Looking ahead to the Singapore Water Convention 2022

The Water Convention, co-organised by PUB and IWA, will be at the heart of Singapore International Water Week 2022, running 17-21 April 2022. The Source hears from Darryl Day, co-chair of the Water Convention Programme Committee and CEO of the Peter Cullen Water and Environment Trust

Q: There are keynote presentations covering the SDGs, climate change adaptation and mitigation, and finance. Why do you feel it is important to frame the event with these topics?

Darryl Day: The Opening Plenary for the Water Convention starts the conversation for the technical programme. The Plenary should challenge, inspire, and share ways to make a difference.

The presentation by Patrick Moriarty, from the International Centre for Water and Sanitation, on a systems approach to achieving SDG 6 is an important conversation about the enabling environment, capacity, capability, and partnerships. We have technical solutions, but we need the right balance of evolution and transformation to deliver the SDG 6 challenges.

The challenge of water security will increase for many regions and countries with climate change. The Singapore Water Convention is about water and liveability solutions – solutions that provide increased resilience, solutions that are sustainable, solutions that are transformative in considering the circular economy and nexus between water, energy and food. It is important to start our conversation at the Plenary in Singapore on the impacts, adaptation and vulnerability with climate change. The bar in addressing water security is continually being raised by the science of climate change as we look at local impacts.

Finance is the greatest challenge in providing basic water and sanitation services. Not only for infrastructure, but creating the enabling environment, building capacity and capability, and implementing sustainable solutions. Technology solutions are continuously emerging and being adapted, but the challenge and need for innovative approaches is in finance. We will hear from both the Green Climate Fund and World Bank on approaches to address finance and to partner for sustainable, transformative investments.
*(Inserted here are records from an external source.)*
//! End-to-end flows through the whole lifecycle:
//! compose → encrypt → split → combine → classify → decrypt.

use seedparts_core::pipeline::{
    classify_payload, create_shares, generate_key_pair, recover_payload, unlock_payload,
    validate_private_key, validate_public_key,
};
use seedparts_core::{
    compose_secret, Classification, Credential, CredentialKind, DecryptionCredential,
    EncryptionStrategy, EncryptionType, Language, PipelineError, PrivateKeyCredential, SeedPhrase,
    Supersession,
};
use seedparts_shamir::ThresholdParams;
use zeroize::Zeroizing;

const ABANDON: &str = "abandon abandon abandon abandon abandon abandon abandon abandon abandon abandon abandon about";

fn strategy(encryption: EncryptionType) -> EncryptionStrategy {
    EncryptionStrategy::for_type(encryption)
}

/// Every T-sized window of the share list
fn windows(shares: &[String], threshold: usize) -> Vec<Vec<String>> {
    (0..=shares.len() - threshold)
        .map(|start| shares[start..start + threshold].to_vec())
        .collect()
}

// ============================================================================
// Plaintext
// ============================================================================

#[tokio::test]
async fn test_plaintext_seed_phrase_roundtrip() {
    let phrase = SeedPhrase::parse(ABANDON).unwrap();
    let secret = compose_secret("Cold storage, vault 2", Some(&phrase));
    let expected = secret.to_string();

    let shares = create_shares(
        secret,
        strategy(EncryptionType::None),
        None,
        ThresholdParams::three_of_five(),
    )
    .await
    .unwrap();
    assert_eq!(shares.len(), 5);

    for window in windows(&shares, 3) {
        let payload = recover_payload(window).await.unwrap();
        assert_eq!(
            classify_payload(payload.clone()).await.unwrap(),
            Classification::Plaintext
        );
        let recovered = unlock_payload(payload, None).await.unwrap();
        assert_eq!(recovered.secret.as_str(), expected);
    }
}

#[tokio::test]
async fn test_spanish_seed_phrase_roundtrip() {
    let words = format!("{}abierto", "ábaco ".repeat(11));
    let phrase = SeedPhrase::parse(&words).unwrap();
    assert_eq!(phrase.language(), Language::Spanish);

    let secret = compose_secret("Billetera fría", Some(&phrase));
    let expected = secret.to_string();
    let shares = create_shares(
        secret,
        strategy(EncryptionType::Password),
        Some(Credential::password("contraseña")),
        ThresholdParams::two_of_three(),
    )
    .await
    .unwrap();

    let payload = recover_payload(shares[1..].to_vec()).await.unwrap();
    let recovered = unlock_payload(payload, Some(DecryptionCredential::password("contraseña")))
        .await
        .unwrap();
    assert_eq!(recovered.secret.as_str(), expected);
    assert!(recovered.secret.ends_with("12. abierto\n"));
}

#[tokio::test]
async fn test_share_order_does_not_matter() {
    let shares = create_shares(
        Zeroizing::new("order independent".into()),
        strategy(EncryptionType::None),
        None,
        ThresholdParams::two_of_three(),
    )
    .await
    .unwrap();

    let forward = recover_payload(vec![shares[0].clone(), shares[2].clone()])
        .await
        .unwrap();
    let backward = recover_payload(vec![shares[2].clone(), shares[0].clone()])
        .await
        .unwrap();
    assert_eq!(forward, backward);

    // More than the threshold works too
    let all = recover_payload(shares).await.unwrap();
    assert_eq!(all, b"order independent");
}

// ============================================================================
// Password
// ============================================================================

#[tokio::test]
async fn test_password_flow_with_credential_prompting() {
    let shares = create_shares(
        Zeroizing::new("my secret notes".into()),
        strategy(EncryptionType::Password),
        Some(Credential::password("correct horse")),
        ThresholdParams::three_of_five(),
    )
    .await
    .unwrap();

    let payload = recover_payload(vec![
        shares[4].clone(),
        shares[1].clone(),
        shares[2].clone(),
    ])
    .await
    .unwrap();

    let classification = classify_payload(payload.clone()).await.unwrap();
    assert_eq!(classification, Classification::PasswordEncrypted);
    assert_eq!(
        classification.required_credential(),
        Some(CredentialKind::Password)
    );

    // No credential: asked for a password
    assert!(matches!(
        unlock_payload(payload.clone(), None).await,
        Err(PipelineError::MissingCredential(CredentialKind::Password))
    ));

    // Wrong, then right
    assert!(matches!(
        unlock_payload(
            payload.clone(),
            Some(DecryptionCredential::password("wrong horse"))
        )
        .await,
        Err(PipelineError::DecryptionFailed)
    ));
    let recovered = unlock_payload(payload, Some(DecryptionCredential::password("correct horse")))
        .await
        .unwrap();
    assert_eq!(recovered.secret.as_str(), "my secret notes");
    assert_eq!(recovered.classification, Classification::PasswordEncrypted);
}

#[tokio::test]
async fn test_password_required_to_encrypt() {
    let err = create_shares(
        Zeroizing::new("my secret".into()),
        strategy(EncryptionType::Password),
        None,
        ThresholdParams::two_of_three(),
    )
    .await
    .unwrap_err();
    assert!(matches!(err, PipelineError::PreconditionViolation(_)));
}

// ============================================================================
// Key pair
// ============================================================================

#[tokio::test]
async fn test_key_pair_flow_with_locked_key() {
    let pair = generate_key_pair(Some(Zeroizing::new("key passphrase".into())))
        .await
        .unwrap();

    let public = validate_public_key(pair.public_armored.clone()).await.unwrap();
    assert_eq!(public.fingerprint, pair.fingerprint);

    let shares = create_shares(
        Zeroizing::new("inheritance instructions".into()),
        strategy(EncryptionType::Key),
        Some(Credential::public_key(pair.public_armored.clone())),
        ThresholdParams::new(4, 2).unwrap(),
    )
    .await
    .unwrap();

    let payload = recover_payload(vec![shares[3].clone(), shares[0].clone()])
        .await
        .unwrap();
    assert_eq!(
        classify_payload(payload.clone()).await.unwrap(),
        Classification::KeyEncrypted
    );

    // Key imported, passphrase not yet entered
    let info = validate_private_key(pair.private_armored.clone()).await.unwrap();
    assert!(info.passphrase_required);
    let key = PrivateKeyCredential::import(pair.private_armored.as_str()).unwrap();
    assert!(matches!(
        unlock_payload(payload.clone(), Some(DecryptionCredential::PrivateKey(key.clone()))).await,
        Err(PipelineError::MissingCredential(CredentialKind::Passphrase))
    ));

    let key = key.with_passphrase("key passphrase");
    let recovered = unlock_payload(payload, Some(DecryptionCredential::PrivateKey(key)))
        .await
        .unwrap();
    assert_eq!(recovered.secret.as_str(), "inheritance instructions");
    assert_eq!(recovered.classification, Classification::KeyEncrypted);
}

#[tokio::test]
async fn test_unprotected_key_needs_no_passphrase() {
    let pair = generate_key_pair(None).await.unwrap();
    let shares = create_shares(
        Zeroizing::new("plain key flow".into()),
        strategy(EncryptionType::Key),
        Some(Credential::public_key(pair.public_armored.clone())),
        ThresholdParams::two_of_three(),
    )
    .await
    .unwrap();

    let payload = recover_payload(shares[1..].to_vec()).await.unwrap();
    let key = PrivateKeyCredential::import(pair.private_armored.as_str()).unwrap();
    assert!(!key.passphrase_required);

    let recovered = unlock_payload(payload, Some(DecryptionCredential::PrivateKey(key)))
        .await
        .unwrap();
    assert_eq!(recovered.secret.as_str(), "plain key flow");
}

// ============================================================================
// Share list editing
// ============================================================================

#[tokio::test]
async fn test_incremental_share_entry() {
    let shares = create_shares(
        Zeroizing::new("typed in one share at a time".into()),
        strategy(EncryptionType::None),
        None,
        ThresholdParams::three_of_five(),
    )
    .await
    .unwrap();

    let mut entered: Vec<String> = vec![String::new()];

    entered[0] = shares[2].clone();
    assert!(matches!(
        recover_payload(entered.clone()).await,
        Err(PipelineError::Combine(_))
    ));

    entered.push(shares[0].clone());
    assert!(recover_payload(entered.clone()).await.is_err());

    entered.push(String::new());
    entered.push(shares[4].clone());
    let payload = recover_payload(entered).await.unwrap();
    assert_eq!(payload, b"typed in one share at a time");
}

#[tokio::test]
async fn test_supersession_keeps_latest_recovery() {
    let shares = create_shares(
        Zeroizing::new("latest wins".into()),
        strategy(EncryptionType::None),
        None,
        ThresholdParams::two_of_three(),
    )
    .await
    .unwrap();

    let supersession = Supersession::new();
    let first = supersession
        .run(recover_payload(shares[..2].to_vec()))
        .await;
    assert_eq!(first.unwrap().unwrap(), b"latest wins");

    let stale = supersession.issue();
    let second = supersession.run(recover_payload(shares[1..].to_vec())).await;
    assert!(!supersession.is_current(stale));
    assert_eq!(second.unwrap().unwrap(), b"latest wins");
}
The programme includes a diverse set of ‘hot issues’ workshops. Why do you feel the workshop format is important?

DD: The Hot Issues Workshops on Sunday provide an opportunity to address issues that require a lens-like focus or, for innovation, a transdisciplinary approach. We have designed the workshops with global thought leaders to provide a deep dive into issues with the participants. The informality of the Sunday programme enriches the engagement and conversations. We are covering the big issues of ‘Digital Transformation of the Water Sector and Role of Digital Twins’, ‘The Future of Seawater Desalination: Innovations in Desalting and Brine Management’, ‘Sustainable Wastewater Management in Developing Countries’, ‘Coastal Revitalisation’, and ‘Reuse and Recycling of Domestic Water – Benefits, Health risks, and Consumers’ Inclusivity’. Each is challenging for the sector, where we seek to share understanding and establish a pathway forward.

For the technical programme, what for you are some of the really interesting aspects to have emerged that you are looking forward to hosting?

DD: In 2022, the SIWW Water Convention has introduced a new theme – ‘Nexus & Circularity’ – as a focus on the cross-cutting issues of sustainability, the circular economy, the nexus between energy and water, and the enabling policy forward water services of the future. I am looking forward to the opportunity this theme provides in broadening conversations between the water community and other stakeholders, especially the community and customers. The important conversations of the SIWW Water Convention addressing livability, resilience and sustainability of our cities, and water-health challenges will attract global leaders, scientists and those implementing solutions. Similarly, we have four parallel sessions addressing water and wastewater treatment, supply, conveyance, and asset management technologies.

Overall, how do you feel about the spirit of innovation around the water sector?

DD: Since 2008, SIWW has presented water solutions for the region, drawing from the best global minds and practices. Innovation has been at the core in transforming water and wastewater services and we are seeing significantly different solutions emerge, particularly through digital water, lower energy needs, resource recovery, and the focus on the end user. What SIWW provides is a platform to not only see and discuss the innovations, but debate the impact of adoption, and the emerging trends.